━━ Data supplied ━━

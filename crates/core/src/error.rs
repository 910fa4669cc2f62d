use std::path::PathBuf;

use thiserror::Error;

/// Error taxonomy for change-set mapping, materialization, and lint runs.
///
/// Only `Config`, `Copy`, and `Report` are meant to stop a run. The others are
/// scoped to a single token, unit, or task and are downgraded to log lines by
/// their callers.
#[derive(Debug, Error)]
pub enum BinmapError {
    /// Missing or malformed manifest/config input.
    #[error("Config error for {path}: {reason}")]
    Config { path: PathBuf, reason: String },

    /// A path or token with no mapping-table entry.
    #[error("No mapping for {0}")]
    ResolutionGap(String),

    /// Filesystem copy failure; aborts the run.
    #[error("Failed to copy {src} to {dst}: {source}")]
    Copy {
        src: PathBuf,
        dst: PathBuf,
        #[source]
        source: std::io::Error,
    },

    /// External VCS fetch failure; aborts only the affected unit.
    #[error("Checkout of {url} failed: {reason}")]
    Checkout { url: String, reason: String },

    /// A single file's analysis failed.
    #[error("Analysis of {path} failed: {reason}")]
    AnalysisTask { path: PathBuf, reason: String },

    /// The analysis was stopped through its cancellation token.
    #[error("Analysis of {0} was cancelled")]
    Cancelled(PathBuf),

    /// HTML report could not be written.
    #[error("Failed to write report {path}: {source}")]
    Report {
        path: PathBuf,
        #[source]
        source: std::io::Error,
    },
}

impl BinmapError {
    pub fn config(path: impl Into<PathBuf>, reason: impl ToString) -> Self {
        Self::Config { path: path.into(), reason: reason.to_string() }
    }
}

/// Convenience result type for core operations.
pub type Result<T> = std::result::Result<T, BinmapError>;
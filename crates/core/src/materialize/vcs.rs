use std::path::{Path, PathBuf};
use std::process::Command;

use crate::error::{BinmapError, Result};

/// Version-control client used by the checkout-based strategies.
pub trait VcsClient: Send + Sync {
    /// Check `url` out into `dest`, creating or updating a working copy.
    fn checkout(&self, url: &str, dest: &Path) -> Result<()>;
    fn name(&self) -> &'static str;
}

/// Subversion client that shells out to the `svn` command line.
pub struct SvnClient {
    pub program: PathBuf,
}

impl SvnClient {
    pub fn new(program: impl Into<PathBuf>) -> Self {
        Self { program: program.into() }
    }
}

impl VcsClient for SvnClient {
    fn checkout(&self, url: &str, dest: &Path) -> Result<()> {
        let output = Command::new(&self.program)
            .args(["checkout", "--non-interactive", "--quiet", url])
            .arg(dest)
            .output()
            .map_err(|e| BinmapError::Checkout {
                url: url.to_string(),
                reason: format!("failed to spawn {}: {e}", self.program.display()),
            })?;
        if !output.status.success() {
            let stderr = String::from_utf8_lossy(&output.stderr);
            return Err(BinmapError::Checkout {
                url: url.to_string(),
                reason: format!("{} exited with {}: {}", self.name(), output.status, stderr.trim()),
            });
        }
        Ok(())
    }

    fn name(&self) -> &'static str {
        "svn"
    }
}
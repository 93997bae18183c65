//! Best-effort figure extraction from article HTML.
//!
//! PMC article pages link each figure through an anchor whose href contains a
//! `/figure/` path segment, wrapping (or immediately followed by) an `img`
//! whose src points into the article's `/bin/` asset directory. This module
//! scans a page for those pairs in document order, up to a configured cap.
//! It makes no completeness guarantee; pages that render figures differently
//! simply yield fewer entries.

use scraper::{ElementRef, Html, Selector};
use serde::{Deserialize, Serialize};
use url::Url;

/// Path segment identifying a figure detail page
pub const FIGURE_PATH_SEGMENT: &str = "/figure/";

/// Path segment identifying a binary image asset
pub const BINARY_PATH_SEGMENT: &str = "/bin/";

/// One extracted figure: the image asset plus the figure detail page
#[derive(Debug, Clone, PartialEq, Eq, Serialize, Deserialize)]
#[serde(rename_all = "camelCase")]
pub struct FigureInfo {
    /// Absolute URL of the figure image
    pub image_url: String,
    /// Absolute URL of the figure detail page
    pub figure_link: String,
}

/// Extract up to `cap` figure image/detail-link pairs from article HTML.
///
/// Matches are collected in document order; relative links are resolved
/// against `base_url` (the article page URL). Entries whose URLs cannot be
/// resolved are skipped rather than reported as errors.
pub fn extract_figures(html: &str, base_url: &str, cap: usize) -> Vec<FigureInfo> {
    if cap == 0 {
        return Vec::new();
    }

    let document = Html::parse_document(html);
    let (Ok(anchor_selector), Ok(image_selector)) = (
        Selector::parse(&format!(r#"a[href*="{FIGURE_PATH_SEGMENT}"]"#)),
        Selector::parse(&format!(r#"img[src*="{BINARY_PATH_SEGMENT}"]"#)),
    ) else {
        return Vec::new();
    };
    let base = Url::parse(base_url).ok();

    let mut figures = Vec::new();
    for anchor in document.select(&anchor_selector) {
        let Some(href) = anchor.value().attr("href") else {
            continue;
        };

        let image_src = anchor
            .select(&image_selector)
            .next()
            .and_then(|img| img.value().attr("src"))
            .map(str::to_string)
            .or_else(|| following_sibling_image(&anchor, &image_selector));

        let Some(src) = image_src else {
            continue;
        };

        let (Some(image_url), Some(figure_link)) =
            (absolutize(base.as_ref(), &src), absolutize(base.as_ref(), href))
        else {
            continue;
        };

        figures.push(FigureInfo {
            image_url,
            figure_link,
        });
        if figures.len() >= cap {
            break;
        }
    }

    figures
}

/// Look for a binary-asset image in the element immediately following the anchor
fn following_sibling_image(anchor: &ElementRef, image_selector: &Selector) -> Option<String> {
    let sibling = anchor.next_siblings().find_map(ElementRef::wrap)?;

    if sibling.value().name() == "img" {
        let src = sibling.value().attr("src")?;
        return src.contains(BINARY_PATH_SEGMENT).then(|| src.to_string());
    }

    sibling
        .select(image_selector)
        .next()
        .and_then(|img| img.value().attr("src"))
        .map(str::to_string)
}

/// Resolve a possibly-relative link against the article page URL
fn absolutize(base: Option<&Url>, link: &str) -> Option<String> {
    if link.starts_with("http://") || link.starts_with("https://") {
        return Some(link.to_string());
    }
    base?.join(link).ok().map(|url| url.to_string())
}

━━━

Task to carry out: Give back the lines above exactly, from the one with "against the article page URL" through the last line.

Output of the exercise:
/// Resolve a possibly-relative link against the article page URL
fn absolutize(base: Option<&Url>, link: &str) -> Option<String> {
    if link.starts_with("http://") || link.starts_with("https://") {
        return Some(link.to_string());
    }
    base?.join(link).ok().map(|url| url.to_string())
}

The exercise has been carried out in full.